Strix - Mar 09, 2011 2:40:51 pm PST #27355 of 30001
A dress should be tight enough to show you're a woman but loose enough to flee from zombies. — Ginger

When I spent a month at the Huntington Library and eating in their outdoor cafe, it wasn't the squirrels so much as the damned sparrows who would dive bomb the table and carry off part of your lunch.

Yes! When I lived on the Plaza, i would get coffee and a muffin a lot at the coffee shop across the street from my apartment. The sparrows would be right under your feet, and I could sometimes coax them on the table with muffins crumbs.

My hood squirrels there were fat, cocky bastards though. They would taunt the cats outside the window; the dumpster was in the alley by my bedroom window. Man, those squirrels were rotund.


billytea - Mar 09, 2011 2:45:42 pm PST #27356 of 30001
You were a wrong baby who grew up wrong. The wrong kind of wrong. It's better you hear it from a friend.

billytea, were we not on different continents, incompatible, unable to legally wed owing to polygamy laws and lots of other things, I would marry you.

Aww. I thank you for your ill-advised, bigamous attentions.


§ ita § - Mar 09, 2011 2:47:51 pm PST #27357 of 30001
Well not canonically, no, but this is transformative fiction.

The squirrels at McGill freaked me out. I got a bad rep as a squirrel kicker, but truth was, I extended my foot very slowly, and THE SQUIRREL SHOULD HAVE MOVED. I am supposed to win. No squirrels were harmed in the making of this story, but my rep got...exacerbated for a bit.


Matt the Bruins fan - Mar 09, 2011 2:52:09 pm PST #27358 of 30001
"I remember when they eventually introduced that drug kingpin who murdered people and smuggled drugs inside snakes and I was like 'Finally. A normal person.'” —RahvinDragand

Back at the house we lived in when I was a teen the squirrels were only problematic with regard to tomato plants, but the bluejays would harrass and dive bomb our cat whenever she went outside.

Of course, she understood concepts like transparent materials, and so would sun herself right next to back deck entrance and tempt them into knocking themselves out against the sliding glass door.


DavidS - Mar 09, 2011 2:53:24 pm PST #27359 of 30001
"Look, son, if it's good enough for Shirley Bassey, it's good enough for you."

I got a bad rep as a squirrel kicker,

Kicker of squirrels!


Cass - Mar 09, 2011 2:55:47 pm PST #27360 of 30001
Bob's learned to live with tragedy, but he knows that this tragedy is one that won't ever leave him or get better.

Driving on the beach at Daytona those damned seagulls KNEW I couldn't go faster than 10 mph and that I couldn't go outside the lines. I wanted to chase them with my car so very much.

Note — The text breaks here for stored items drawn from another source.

//! Application errors and their HTML rendering.
//!
//! Handlers return `AppErrorResponse`, which pairs an `AppError` with the
//! request id so the error page and the log line can be correlated.

use axum::{
    http::{header::CACHE_CONTROL, HeaderValue, StatusCode},
    response::{Html, IntoResponse, Response},
};

use crate::config::CACHE_CONTROL_ERROR;
use crate::middleware::RequestId;

#[derive(Debug, thiserror::Error)]
pub enum AppError {
    #[error("Template rendering error: {0}")]
    Template(#[from] tera::Error),

    #[error("Snippet not found: {0}")]
    SnippetNotFound(String),

    #[error("Gallery tab not found: {0}")]
    TabNotFound(String),

    #[error("Image not found in this tab: {0}")]
    ImageNotFound(String),
}

impl AppError {
    fn status(&self) -> StatusCode {
        match self {
            AppError::SnippetNotFound(_) | AppError::TabNotFound(_) | AppError::ImageNotFound(_) => {
                StatusCode::NOT_FOUND
            }
            AppError::Template(_) => StatusCode::INTERNAL_SERVER_ERROR,
        }
    }
}

/// An `AppError` tagged with the request it occurred in.
#[derive(Debug)]
pub struct AppErrorResponse {
    pub error: AppError,
    pub request_id: Option<RequestId>,
}

impl From<AppError> for AppErrorResponse {
    fn from(error: AppError) -> Self {
        Self {
            error,
            request_id: None,
        }
    }
}

/// Attach the current request id to an error result.
pub trait ResultExt<T> {
    fn with_request_id(self, request_id: &RequestId) -> Result<T, AppErrorResponse>;
}

impl<T, E> ResultExt<T> for Result<T, E>
where
    E: Into<AppError>,
{
    fn with_request_id(self, request_id: &RequestId) -> Result<T, AppErrorResponse> {
        self.map_err(|e| AppErrorResponse {
            error: e.into(),
            request_id: Some(request_id.clone()),
        })
    }
}

impl IntoResponse for AppErrorResponse {
    fn into_response(self) -> Response {
        let status = self.error.status();
        let message = if status == StatusCode::NOT_FOUND {
            tracing::debug!(error = %self.error, "Not found");
            self.error.to_string()
        } else {
            tracing::error!(error = ?self.error, "Internal error");
            "Internal server error".to_string()
        };

        let reference = self
            .request_id
            .map(|id| format!("<p class=\"request-id\">Request ID: {}</p>", id.0))
            .unwrap_or_default();

        let body = format!(
            r#"<!DOCTYPE html>
<html>
<head>
    <title>Error {code}</title>
    <link rel="stylesheet" href="/static/css/style.css">
</head>
<body>
    <div class="container">
        <div class="error-page">
            <h1>Error {code}</h1>
            <p>{message}</p>
            {reference}
            <a href="/">Return to homepage</a>
        </div>
    </div>
</body>
</html>"#,
            code = status.as_u16(),
            // Messages echo query input
            message = tera::escape_html(&message),
            reference = reference,
        );

        let mut response = (status, Html(body)).into_response();
        response
            .headers_mut()
            .insert(CACHE_CONTROL, HeaderValue::from_static(CACHE_CONTROL_ERROR));
        response
    }
}

#[cfg(test)]
mod tests {
    use super::*;
    use uuid::Uuid;

    #[test]
    fn test_not_found_variants() {
        let response = AppErrorResponse::from(AppError::SnippetNotFound("x".into())).into_response();
        assert_eq!(response.status(), StatusCode::NOT_FOUND);

        let response = AppErrorResponse::from(AppError::ImageNotFound("x".into())).into_response();
        assert_eq!(response.status(), StatusCode::NOT_FOUND);
    }

    #[test]
    fn test_internal_error_has_short_cache() {
        let response = AppErrorResponse::from(AppError::Template(tera::Error::msg("boom"))).into_response();
        assert_eq!(response.status(), StatusCode::INTERNAL_SERVER_ERROR);
        assert_eq!(response.headers()[CACHE_CONTROL], CACHE_CONTROL_ERROR);
    }

    #[test]
    fn test_with_request_id() {
        let id = RequestId(Uuid::new_v4());
        let result: Result<(), AppError> = Err(AppError::TabNotFound("t".into()));
        let err = result.with_request_id(&id).unwrap_err();
        assert_eq!(err.request_id.unwrap().0, id.0);
    }

    #[tokio::test]
    async fn test_escape_html() {
        let error = AppError::SnippetNotFound("<script>\"x\" & 'y'</script>".into());
        let response = AppErrorResponse::from(error).into_response();
        let bytes = axum::body::to_bytes(response.into_body(), usize::MAX)
            .await
            .unwrap();
        let html = String::from_utf8(bytes.to_vec()).unwrap();

        assert!(!html.contains("<script>"));
        assert!(html.contains("&lt;script&gt;&quot;x&quot; &amp; &#x27;y&#x27;&lt;&#x2F;script&gt;"));
    }
}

Seriously, I am the more alpha creature and I am driving a mechanical crunchy coated thing - fleeeeeeeeeeee before me.


tommyrot - Mar 09, 2011 2:58:17 pm PST #27361 of 30001
Sir, it's not an offence to let your cat eat your bacon. Okay? And we don't arrest cats, I'm very sorry.

Cool headline: Genetic Errors Nixed Penis Spines, Enlarged Our Brains

Geneticists have linked the physical appearance of humans to patches of DNA lost in the 5 million years since we shared a common ancestor with chimpanzees. One loss prevented men from growing penile barbs, which chimps possess. Another enlarged some regions of our brain.

...

Bigger brains are an obvious advantage (“It probably helped us become the thinkers we are today,” Bejerano said), but it’s unclear why evolution weeded out the spines. These tiny, hair-like projections, found in male chimps and cats, can trigger female ovulation. They also increase sensitivity and remove existing sperm, ostensibly giving males a reproductive advantage. Bejerano suspects the spines are conducive to monogamy.

Could restoring the relevant regulatory DNA in humans resurrect penile spines? “I’m going to leave it to others to paint that picture and its consequences,” said evolutionary biologist Sean B. Carroll of the University of Wisconsin, who wasn’t involved in the study. “But my guess is that something would probably happen.”